MATERIAL PROVIDED —
BEGIN

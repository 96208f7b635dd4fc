//! Pure reward arithmetic: the points formula and the per-customer,
//! per-month aggregation. Nothing here touches I/O.

use crate::{
    domain::requests::TransactionRequest,
    errors::{ServiceError, format_validation_errors},
    model::{reward::RewardSummary, transaction::TransactionModel},
    utils::month_key,
};
use chrono::NaiveDate;
use std::collections::HashMap;
use validator::Validate;

const LOWER_THRESHOLD: i64 = 50;
const UPPER_THRESHOLD: i64 = 100;
const UPPER_RATE: i64 = 2;

/// Points for a single purchase.
///
/// One point per whole dollar between 50 and 100, two points per whole dollar
/// above 100. The amount is truncated toward zero before the bands apply, and
/// both thresholds are exclusive.
pub fn calculate_points(amount_spent: f64) -> Result<i64, ServiceError> {
    if !amount_spent.is_finite() {
        return Err(ServiceError::Validation(format!(
            "Amount spent must be a finite number: {amount_spent}"
        )));
    }

    if amount_spent < 0.0 {
        return Err(ServiceError::Validation(format!(
            "Amount spent cannot be negative: {amount_spent}"
        )));
    }

    let whole = amount_spent.trunc() as i64;

    let above_upper = if amount_spent > UPPER_THRESHOLD as f64 {
        UPPER_RATE.saturating_mul(whole - UPPER_THRESHOLD)
    } else {
        0
    };

    let between = if amount_spent > LOWER_THRESHOLD as f64 {
        whole.min(UPPER_THRESHOLD) - LOWER_THRESHOLD
    } else {
        0
    };

    Ok(above_upper.saturating_add(between))
}

const DATE_FORMAT: &str = "%Y-%m-%d";

/// Strict `YYYY-MM-DD`: chrono alone also accepts unpadded, padded or
/// sign-prefixed input, so the parsed date must print back as `raw`.
fn parse_transaction_date(raw: &str, customer_id: &str) -> Result<NaiveDate, ServiceError> {
    NaiveDate::parse_from_str(raw, DATE_FORMAT)
        .ok()
        .filter(|date| date.format(DATE_FORMAT).to_string() == raw)
        .ok_or_else(|| {
            ServiceError::Validation(format!("Invalid date format: {raw} for {customer_id}"))
        })
}

/// Summaries keyed by customer, enumerated in first-seen order.
#[derive(Default)]
struct RewardLedger {
    index: HashMap<String, usize>,
    summaries: Vec<RewardSummary>,
}

impl RewardLedger {
    fn record(&mut self, customer_id: &str, month_key: String, points: i64) {
        let position = match self.index.get(customer_id) {
            Some(position) => *position,
            None => {
                self.summaries.push(RewardSummary::new(customer_id));
                let position = self.summaries.len() - 1;
                self.index.insert(customer_id.to_string(), position);
                position
            }
        };

        self.summaries[position].record(month_key, points);
    }

    fn into_summaries(self) -> Vec<RewardSummary> {
        self.summaries
    }
}

/// Batch mode: one summary per distinct customer id in `transactions`.
///
/// Stops at the first invalid transaction; no partial result is returned.
pub fn aggregate_rewards(
    transactions: Option<&[TransactionRequest]>,
) -> Result<Vec<RewardSummary>, ServiceError> {
    let transactions = match transactions {
        Some(items) if !items.is_empty() => items,
        _ => {
            return Err(ServiceError::NotFound(
                "No transactions found to process rewards.".to_string(),
            ));
        }
    };

    let mut ledger = RewardLedger::default();

    for item in transactions {
        let (customer_id, amount_spent, transaction_date) = required_fields(item)?;

        let points = calculate_points(amount_spent)?;
        let date = parse_transaction_date(transaction_date, customer_id)?;

        ledger.record(customer_id, month_key(date), points);
    }

    Ok(ledger.into_summaries())
}

fn required_fields(item: &TransactionRequest) -> Result<(&str, f64, &str), ServiceError> {
    item.validate().map_err(|e| {
        ServiceError::Validation(format!(
            "Transaction data is missing required fields: {}",
            format_validation_errors(&e)
        ))
    })?;

    match (
        item.customer_id.as_deref(),
        item.amount_spent,
        item.transaction_date.as_deref(),
    ) {
        (Some(customer_id), Some(amount_spent), Some(transaction_date))
            if !customer_id.trim().is_empty() =>
        {
            Ok((customer_id, amount_spent, transaction_date))
        }
        _ => Err(ServiceError::Validation(
            "Transaction data is missing required fields: customer_id: must not be blank"
                .to_string(),
        )),
    }
}

/// Single-customer mode: groups stored rows for `customer_id` by month.
pub fn summarize_customer(
    customer_id: &str,
    transactions: &[TransactionModel],
) -> Result<RewardSummary, ServiceError> {
    if transactions.is_empty() {
        return Err(ServiceError::NotFound("No transactions found".to_string()));
    }

    let mut summary = RewardSummary::new(customer_id);

    for item in transactions {
        let points = calculate_points(item.amount_spent)?;
        summary.record(month_key(item.transaction_date), points);
    }

    Ok(summary)
}

#[cfg(test)]
mod tests {
    use super::*;

    fn assert_consistent(summary: &RewardSummary) {
        let monthly: i64 = summary.monthly_points.values().sum();
        assert_eq!(summary.total_points, monthly);
    }

    fn stored(id: i64, amount_spent: f64, date: NaiveDate) -> TransactionModel {
        TransactionModel {
            id,
            customer_id: "C123".to_string(),
            amount_spent,
            transaction_date: date,
        }
    }

    #[test]
    fn points_follow_the_bands() {
        assert_eq!(calculate_points(0.0).unwrap(), 0);
        assert_eq!(calculate_points(40.0).unwrap(), 0);
        assert_eq!(calculate_points(50.0).unwrap(), 0);
        assert_eq!(calculate_points(75.0).unwrap(), 25);
        assert_eq!(calculate_points(100.0).unwrap(), 50);
        assert_eq!(calculate_points(120.0).unwrap(), 90);
        assert_eq!(calculate_points(150.0).unwrap(), 150);
        assert_eq!(calculate_points(400.0).unwrap(), 650);
    }

    #[test]
    fn points_truncate_the_fraction() {
        assert_eq!(calculate_points(120.9).unwrap(), 90);
        assert_eq!(calculate_points(50.5).unwrap(), 0);
        assert_eq!(calculate_points(100.5).unwrap(), 50);
        assert_eq!(calculate_points(99.99).unwrap(), 49);
    }

    #[test]
    fn points_never_decrease_as_amount_grows() {
        let mut previous = 0;
        for cents in (0..=30_000).step_by(7) {
            let points = calculate_points(cents as f64 / 100.0).unwrap();
            assert!(points >= previous, "dropped at {cents} cents");
            previous = points;
        }
    }

    #[test]
    fn negative_and_non_finite_amounts_are_rejected() {
        let err = calculate_points(-10.0).unwrap_err();
        assert!(matches!(err, ServiceError::Validation(ref msg) if msg.contains("cannot be negative")));

        assert!(matches!(
            calculate_points(f64::NAN),
            Err(ServiceError::Validation(_))
        ));
        assert!(matches!(
            calculate_points(f64::INFINITY),
            Err(ServiceError::Validation(_))
        ));
    }

    #[test]
    fn huge_amounts_saturate() {
        assert_eq!(calculate_points(1e30).unwrap(), i64::MAX);
    }

    #[test]
    fn aggregates_by_customer_and_month() {
        let batch = vec![
            TransactionRequest::new("C001", 150.0, "2025-01-10"),
            TransactionRequest::new("C001", 190.0, "2025-02-15"),
            TransactionRequest::new("C002", 120.0, "2025-05-25"),
            TransactionRequest::new("C002", 400.0, "2025-12-12"),
        ];

        let summaries = aggregate_rewards(Some(batch.as_slice())).unwrap();
        assert_eq!(summaries.len(), 2);

        let c001 = &summaries[0];
        assert_eq!(c001.customer_id, "C001");
        assert_eq!(c001.total_points, 380);
        assert_eq!(
            c001.monthly_points.keys().collect::<Vec<_>>(),
            vec!["2025-01", "2025-02"]
        );

        let c002 = &summaries[1];
        assert_eq!(c002.customer_id, "C002");
        assert_eq!(c002.total_points, 740);

        summaries.iter().for_each(assert_consistent);
    }

    #[test]
    fn output_follows_first_seen_customer_order() {
        let batch = vec![
            TransactionRequest::new("Z9", 60.0, "2025-03-01"),
            TransactionRequest::new("A1", 60.0, "2025-03-02"),
            TransactionRequest::new("Z9", 60.0, "2025-03-03"),
        ];

        let summaries = aggregate_rewards(Some(batch.as_slice())).unwrap();
        let ids: Vec<_> = summaries.iter().map(|s| s.customer_id.as_str()).collect();
        assert_eq!(ids, vec!["Z9", "A1"]);
        assert_eq!(summaries[0].monthly_points["2025-03"], 20);
    }

    #[test]
    fn empty_or_missing_batch_is_not_found() {
        assert!(matches!(
            aggregate_rewards(Some(&[][..])),
            Err(ServiceError::NotFound(_))
        ));
        assert!(matches!(
            aggregate_rewards(None),
            Err(ServiceError::NotFound(_))
        ));
    }

    #[test]
    fn missing_customer_fails_the_whole_batch() {
        let batch = vec![
            TransactionRequest::new("C001", 120.0, "2025-02-10"),
            TransactionRequest {
                customer_id: None,
                amount_spent: Some(120.0),
                transaction_date: Some("2025-02-10".to_string()),
            },
        ];

        let err = aggregate_rewards(Some(batch.as_slice())).unwrap_err();
        assert!(matches!(err, ServiceError::Validation(ref msg) if msg.contains("missing required fields")));
    }

    #[test]
    fn blank_customer_and_missing_date_are_rejected() {
        let blank = vec![TransactionRequest::new("   ", 120.0, "2025-02-10")];
        assert!(matches!(
            aggregate_rewards(Some(blank.as_slice())),
            Err(ServiceError::Validation(_))
        ));

        let no_date = vec![TransactionRequest {
            customer_id: Some("C001".to_string()),
            amount_spent: Some(10.0),
            transaction_date: None,
        }];
        assert!(matches!(
            aggregate_rewards(Some(no_date.as_slice())),
            Err(ServiceError::Validation(_))
        ));
    }

    #[test]
    fn impossible_calendar_date_is_rejected() {
        let batch = vec![TransactionRequest::new("C001", 120.0, "2025-02-30")];

        let err = aggregate_rewards(Some(batch.as_slice())).unwrap_err();
        assert_eq!(
            err.to_string(),
            "Invalid date format: 2025-02-30 for C001"
        );
    }

    #[test]
    fn loosely_shaped_dates_are_rejected() {
        for raw in ["2025-2-3", " 2025-02-03", "+2025-02-03", "2025-02-03 "] {
            let batch = vec![TransactionRequest::new("C001", 120.0, raw)];

            let err = aggregate_rewards(Some(batch.as_slice())).unwrap_err();
            assert_eq!(err.to_string(), format!("Invalid date format: {raw} for C001"));
        }

        let batch = vec![TransactionRequest::new("C001", 120.0, "2025-02-03")];
        assert!(aggregate_rewards(Some(batch.as_slice())).is_ok());
    }

    #[test]
    fn negative_amount_aborts_the_batch() {
        let batch = vec![
            TransactionRequest::new("C001", 120.0, "2025-02-10"),
            TransactionRequest::new("C002", -5.0, "2025-02-11"),
        ];

        assert!(matches!(
            aggregate_rewards(Some(batch.as_slice())),
            Err(ServiceError::Validation(_))
        ));
    }

    #[test]
    fn summarizes_stored_rows_by_month() {
        let rows = vec![
            stored(1, 120.0, NaiveDate::from_ymd_opt(2025, 1, 5).unwrap()),
            stored(2, 75.0, NaiveDate::from_ymd_opt(2024, 12, 20).unwrap()),
            stored(4, 30.0, NaiveDate::from_ymd_opt(2024, 12, 22).unwrap()),
        ];

        let summary = summarize_customer("C123", &rows).unwrap();
        assert_eq!(summary.total_points, 115);
        assert_eq!(summary.monthly_points["2025-01"], 90);
        assert_eq!(summary.monthly_points["2024-12"], 25);
        assert_consistent(&summary);
    }

    #[test]
    fn summarize_requires_rows_and_valid_amounts() {
        assert!(matches!(
            summarize_customer("C123", &[]),
            Err(ServiceError::NotFound(_))
        ));

        let rows = vec![stored(1, -1.0, NaiveDate::from_ymd_opt(2025, 1, 5).unwrap())];
        assert!(matches!(
            summarize_customer("C123", &rows),
            Err(ServiceError::Validation(_))
        ));
    }
}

END

THE TASK — Report back every line of the entries in which "cannot" occurs.

YOUR RESPONSE —
            "Amount spent cannot be negative: {amount_spent}"
        assert!(matches!(err, ServiceError::Validation(ref msg) if msg.contains("cannot be negative")));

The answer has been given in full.